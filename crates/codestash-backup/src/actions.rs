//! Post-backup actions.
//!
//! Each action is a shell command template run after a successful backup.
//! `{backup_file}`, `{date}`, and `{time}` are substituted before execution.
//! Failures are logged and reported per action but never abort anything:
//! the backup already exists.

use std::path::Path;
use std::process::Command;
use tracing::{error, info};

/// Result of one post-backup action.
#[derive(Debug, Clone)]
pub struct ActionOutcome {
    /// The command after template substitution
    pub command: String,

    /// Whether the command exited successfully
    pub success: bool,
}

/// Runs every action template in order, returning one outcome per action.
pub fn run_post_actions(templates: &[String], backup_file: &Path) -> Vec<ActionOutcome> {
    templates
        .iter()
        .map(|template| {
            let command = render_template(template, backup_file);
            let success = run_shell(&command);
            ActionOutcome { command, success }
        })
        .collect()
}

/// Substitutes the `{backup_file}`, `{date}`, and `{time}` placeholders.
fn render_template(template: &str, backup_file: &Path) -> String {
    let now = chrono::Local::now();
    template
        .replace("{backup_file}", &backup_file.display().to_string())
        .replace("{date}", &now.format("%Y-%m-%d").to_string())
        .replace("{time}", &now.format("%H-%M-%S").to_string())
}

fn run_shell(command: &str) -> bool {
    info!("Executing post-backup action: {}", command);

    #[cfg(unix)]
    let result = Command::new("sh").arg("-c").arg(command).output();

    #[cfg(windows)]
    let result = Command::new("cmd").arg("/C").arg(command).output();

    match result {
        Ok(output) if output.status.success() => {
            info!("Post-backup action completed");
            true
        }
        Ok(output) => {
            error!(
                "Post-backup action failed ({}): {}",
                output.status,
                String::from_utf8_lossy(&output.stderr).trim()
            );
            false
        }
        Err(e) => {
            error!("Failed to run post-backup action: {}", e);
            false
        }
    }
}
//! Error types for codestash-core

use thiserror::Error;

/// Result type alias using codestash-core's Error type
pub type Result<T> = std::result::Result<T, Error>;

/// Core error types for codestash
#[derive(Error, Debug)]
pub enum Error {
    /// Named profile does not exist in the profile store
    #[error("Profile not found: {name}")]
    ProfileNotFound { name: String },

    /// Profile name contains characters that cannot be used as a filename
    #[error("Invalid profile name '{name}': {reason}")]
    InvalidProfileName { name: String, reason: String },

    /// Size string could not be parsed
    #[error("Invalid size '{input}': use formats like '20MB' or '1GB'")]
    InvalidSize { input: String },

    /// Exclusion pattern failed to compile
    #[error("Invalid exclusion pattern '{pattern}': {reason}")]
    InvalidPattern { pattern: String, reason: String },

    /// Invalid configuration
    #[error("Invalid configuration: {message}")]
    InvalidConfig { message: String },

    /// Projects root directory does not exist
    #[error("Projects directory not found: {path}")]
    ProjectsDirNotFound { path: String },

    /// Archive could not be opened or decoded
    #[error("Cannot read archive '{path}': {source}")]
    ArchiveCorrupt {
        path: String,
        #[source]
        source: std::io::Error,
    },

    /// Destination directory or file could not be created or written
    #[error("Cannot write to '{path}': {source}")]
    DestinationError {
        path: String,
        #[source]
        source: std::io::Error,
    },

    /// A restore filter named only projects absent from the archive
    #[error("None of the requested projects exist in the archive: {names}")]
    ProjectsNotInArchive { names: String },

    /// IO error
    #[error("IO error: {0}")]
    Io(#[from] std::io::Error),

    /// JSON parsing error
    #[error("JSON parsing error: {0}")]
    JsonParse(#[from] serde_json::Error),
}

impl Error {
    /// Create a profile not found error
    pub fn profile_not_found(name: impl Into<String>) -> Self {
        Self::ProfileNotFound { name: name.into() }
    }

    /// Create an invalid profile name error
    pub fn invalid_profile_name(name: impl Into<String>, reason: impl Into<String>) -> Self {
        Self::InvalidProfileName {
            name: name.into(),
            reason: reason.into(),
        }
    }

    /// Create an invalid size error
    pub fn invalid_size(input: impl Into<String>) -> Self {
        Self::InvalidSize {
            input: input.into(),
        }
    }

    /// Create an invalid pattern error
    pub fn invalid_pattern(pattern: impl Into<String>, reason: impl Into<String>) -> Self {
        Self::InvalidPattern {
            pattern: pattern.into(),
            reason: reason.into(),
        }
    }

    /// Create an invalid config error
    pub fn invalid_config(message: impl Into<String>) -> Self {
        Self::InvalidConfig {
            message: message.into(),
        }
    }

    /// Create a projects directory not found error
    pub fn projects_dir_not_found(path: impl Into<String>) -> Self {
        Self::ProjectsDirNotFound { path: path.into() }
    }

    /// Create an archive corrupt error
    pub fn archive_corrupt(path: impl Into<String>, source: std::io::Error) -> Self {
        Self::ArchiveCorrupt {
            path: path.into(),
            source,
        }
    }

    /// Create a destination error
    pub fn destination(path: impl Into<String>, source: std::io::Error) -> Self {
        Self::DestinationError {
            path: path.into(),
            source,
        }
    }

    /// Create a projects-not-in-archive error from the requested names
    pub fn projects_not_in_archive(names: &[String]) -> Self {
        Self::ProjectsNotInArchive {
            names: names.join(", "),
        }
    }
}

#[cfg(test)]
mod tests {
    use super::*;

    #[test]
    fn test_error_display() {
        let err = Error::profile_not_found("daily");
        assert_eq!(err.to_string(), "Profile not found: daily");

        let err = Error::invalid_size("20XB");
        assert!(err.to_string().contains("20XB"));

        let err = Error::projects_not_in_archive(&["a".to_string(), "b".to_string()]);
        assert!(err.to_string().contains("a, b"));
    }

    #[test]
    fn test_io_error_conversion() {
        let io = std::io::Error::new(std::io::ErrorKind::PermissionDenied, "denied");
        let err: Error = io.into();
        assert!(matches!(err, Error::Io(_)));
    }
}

▸ Prompt
All that is needed is the number of lines in the material containing the string "input".

▸ Solution to this exercise
4